Мое знакомство с ним было знакомство человека, любящего говорить об ученых и тому подобных не личных, а общих вопросах с человеком ученым и имеющим честный образ мыслей. Мой образ мыслей был в начале моего знакомства с ним уж довольно давно установившимся. И его образ мыслей я нашел тоже уж твердым. Потому, если мы думали о каком-нибудь вопросе неодинаково, то спор мог идти бесконечно, не приводя к соглашению. Были вопросы, о которых и шли бесконечные споры. Но в те времена в России было между учеными мало людей, в образ мыслей которых входили бы элементы, симпатичные мне. А в образе мыслей Костомарова они были. На этом было основано мое расположение к нему.
Попробую разъяснить двумя-тремя примерами, в чем состояла симпатичность его образа мыслей мне и в чем была разница между его и моими решениями вопросов.
Он в те годы еще оставался очень горячим приверженцем мысли о федерации славянских племен. Я был заинтересован судьбою славянских племен, живущих за границею русского государства,-- или выражусь яснее: судьбою болгар, сербов, словаков и живущих далее на запад -- ровно столько же, как судьбою греков, албанцев и других некрупных европейских народов, не живущих в России; ровно столько же, ни меньше, ни больше. Потому, о чехах лично я был так же мало расположен вести частые или длинные разговоры, как о датчанах, о сербах так же мало, как о бретонцах, то-есть еще гораздо меньше, нежели о чехах. Но* он любил говорить о них,-- не о каком-нибудь из этих славянских племен в частности, а обо всех вместе со всеми другими славянскими народами или племенами, о федерации, которая охватывала бы всех. Эта федерация была бы, как мне казалось тогда (и кажется теперь), вредна для всей Европы и в частности гибельна для каждого из славянских племен, начиная с того, к которому принадлежу я, и кончая хоть бы кашубами или лужичанами. Потому идея о федерации всех славянских племен была тогда (и остается теперь) ненавистна мне" И мы с Костомаровым спорили о ней очень часто.

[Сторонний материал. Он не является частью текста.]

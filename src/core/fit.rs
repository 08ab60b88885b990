// Copyright 2025 Eric Jingryd (tidynest@proton.me)
//
// Licensed under the Apache License, Version 2.0 (the "License");
// you may not use this file except in compliance with the License.
// You may obtain a copy of the License at
//
//     http://www.apache.org/licenses/LICENSE-2.0
//
// Unless required by applicable law or agreed to in writing, software
// distributed under the License is distributed on an "AS IS" BASIS,
// WITHOUT WARRANTIES OR CONDITIONS OF ANY KIND, either express or implied.
// See the License for the specific language governing permissions and
// limitations under the License.

//! src/core/fit.rs
//!
//! Decides how the displayed image is scaled inside the window
//!
//! The window is a horizontal box: the image on the left and a side panel
//! of fixed width on the right. The image keeps its aspect ratio, so only
//! one axis is constrained at a time:
//!
//! ```text
//! (W - P) > H * a   →  fit by height: displayed height = H - 10
//! otherwise         →  fit by width:  displayed width  = W - P - 10
//! ```

/// Margin kept between the image and the window edges
pub const FIT_MARGIN: f64 = 10.0;

/// Width requested by the side panel with the form controls
pub const SIDE_PANEL_WIDTH: f64 = 200.0;

/// Margin on each horizontal side of the side panel
pub const SIDE_PANEL_MARGIN: f64 = 10.0;

/// Horizontal space the side panel occupies before it is allocated:
/// requested width plus both margins
pub const SIDE_PANEL_FOOTPRINT: f64 = SIDE_PANEL_WIDTH + 2.0 * SIDE_PANEL_MARGIN;

/// Width and height of a container, in logical pixels
#[derive(Clone, Copy, Debug, PartialEq)]
pub struct Size {
    pub width: f64,
    pub height: f64,
}

impl Size {
    pub const fn new(width: f64, height: f64) -> Self {
        Self { width, height }
    }
}

/// Intrinsic pixel size of an image
#[derive(Clone, Copy, Debug, PartialEq, Eq)]
pub struct ImageSize {
    pub width: u32,
    pub height: u32,
}

impl ImageSize {
    pub const fn new(width: u32, height: u32) -> Self {
        Self { width, height }
    }

    /// Width divided by height, or `None` for a zero-height image
    pub fn aspect_ratio(&self) -> Option<f64> {
        if self.height == 0 {
            None
        } else {
            Some(f64::from(self.width) / f64::from(self.height))
        }
    }
}

/// Which axis constrains the displayed image, and its new extent
#[derive(Clone, Copy, Debug, PartialEq)]
pub enum FitDecision {
    /// Container is relatively wide: set the displayed height
    Height(f64),
    /// Container is relatively narrow: set the displayed width
    Width(f64),
}

impl FitDecision {
    /// The extent to apply, regardless of axis
    pub fn extent(&self) -> f64 {
        match self {
            FitDecision::Height(h) | FitDecision::Width(h) => *h,
        }
    }
}

/// Computes the fit decision for an image in a container
///
/// # Arguments
///
/// * `container` - Size of the whole window content (image area + side panel)
/// * `panel_width` - Horizontal space taken by the side panel, margins included
/// * `aspect_ratio` - Intrinsic width / height of the image
///
/// Extents are clamped at zero. A non-finite aspect ratio compares false and
/// falls through to the width branch.
///
/// # Example
///
/// ```
/// use observer_demo::core::fit::{fit_image, FitDecision, Size};
///
/// let decision = fit_image(Size::new(800.0, 600.0), 200.0, 1.5);
/// assert_eq!(decision, FitDecision::Width(590.0));
/// ```
pub fn fit_image(container: Size, panel_width: f64, aspect_ratio: f64) -> FitDecision {
    let available_width = container.width - panel_width;

    if available_width > container.height * aspect_ratio {
        FitDecision::Height((container.height - FIT_MARGIN).max(0.0))
    } else {
        FitDecision::Width((available_width - FIT_MARGIN).max(0.0))
    }
}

Не, желая того, что, по моему мнению, было бы гибельно, например, для кроатов, он желал этого по чистой, безоговорочной и чуждой всяких -- например, малорусских -- эгоистических расчетов, бескорыстной любви к кроатам.-- Ему кроаты были очень интересны или милы, как одно из подразделений одного из славянских племен. Мне они были не интереснее и не милее, чем калабрийцы. Но я желал добра и кроатам, как желал калабрийцам. И отсутствие малорусских или каких других не-кроатских племенных эгоистических мотивов в мыслях Костомарова о кроатах было симпатично мне. Это составляла разницу между его идеями и идеями славянофилов. Географический характер построения -- один и тот же; но мотивы географического построения у него были не те, как у славянофилов.
Я хотел привести два-три примера. Вижу, довольно и одного.-- Таких спорных вопросов, подымаемых Костомаровым, было много. И я спорил, потому что это интересовало его.-- Но обо многом судил он, по моему мнению, или совершенно правильно," или несравненно правильнее, чем большинство тогдашних русских ученых 10.